REST stands for Representational State Transfer. It is an architectural style defined by Roy Fielding in his 2000 PhD dissertation, not a specification or standard.

An API is RESTful only if it follows all 6 constraints:

1. Client-Server Separation

Client and server are independent. The client does not care how data is stored. The server does not care how data is displayed. Either can be replaced or upgraded independently.

2. Stateless

Every request must contain all information needed to understand it. The server holds no client context between requests. Session state lives entirely on the client (in a token or cookie).

This is what makes REST APIs scalable — any server instance can handle any request without shared session memory.

3. Cacheable

Responses must declare whether they are cacheable. Clients (and proxies) can cache responses to reduce server load.

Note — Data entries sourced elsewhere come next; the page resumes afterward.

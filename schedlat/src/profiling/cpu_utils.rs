//! CPU utility functions
//!
//! Utilities for querying CPU information from /sys filesystem.

use anyhow::{Context, Result};
use std::fs;

use crate::domain::CpuId;

const ONLINE_CPUS: &str = "/sys/devices/system/cpu/online";
const POSSIBLE_CPUS: &str = "/sys/devices/system/cpu/possible";

/// Get list of online CPU IDs from /sys/devices/system/cpu/online
///
/// # Errors
/// Returns an error if the file is missing or malformed
pub fn online_cpus() -> Result<Vec<CpuId>> {
    let content =
        fs::read_to_string(ONLINE_CPUS).with_context(|| format!("Failed to read {ONLINE_CPUS}"))?;
    parse_cpu_list(&content)
}

/// Number of per-CPU slots needed to cover every CPU that may ever come online
///
/// Falls back to the available parallelism when /sys is unavailable.
#[must_use]
pub fn possible_cpu_count() -> usize {
    fs::read_to_string(POSSIBLE_CPUS)
        .ok()
        .and_then(|content| parse_cpu_list(&content).ok())
        .and_then(|cpus| cpus.iter().map(|cpu| cpu.0 as usize + 1).max())
        .unwrap_or_else(|| std::thread::available_parallelism().map_or(1, usize::from))
}

/// Parse the kernel CPU list format: `"0-3"`, `"0-3,8-11"`, `"5"`
///
/// # Errors
/// Returns an error on a non-numeric entry
pub fn parse_cpu_list(content: &str) -> Result<Vec<CpuId>> {
    let mut cpus = Vec::new();

    for range in content.trim().split(',').filter(|r| !r.is_empty()) {
        if let Some((start, end)) = range.split_once('-') {
            let start: u32 = start.parse().with_context(|| format!("Bad CPU range: {range}"))?;
            let end: u32 = end.parse().with_context(|| format!("Bad CPU range: {range}"))?;
            cpus.extend((start..=end).map(CpuId));
        } else {
            let cpu: u32 = range.parse().with_context(|| format!("Bad CPU id: {range}"))?;
            cpus.push(CpuId(cpu));
        }
    }

    Ok(cpus)
}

A response marked Cache-Control: max-age=3600 can be served from cache for an hour without touching the server.

4. Uniform Interface

All resources use the same interface:

• Resource identification — each resource has a unique URL (/users/42, not /getUser?id=42)
• Manipulation through representations — client sends a representation (JSON body) to modify the resource
• Self-descriptive messages — each response includes enough information to understand it (Content-Type, status code)
• HATEOAS — responses include links to related actions (often skipped in practice)

5. Layered System

The client cannot tell if it's talking directly to the server or through a load balancer, cache, or API gateway. Each layer only knows about the layer immediately next to it.

6. Code on Demand (Optional)

Servers can extend client functionality by sending executable code (JavaScript). The only optional constraint.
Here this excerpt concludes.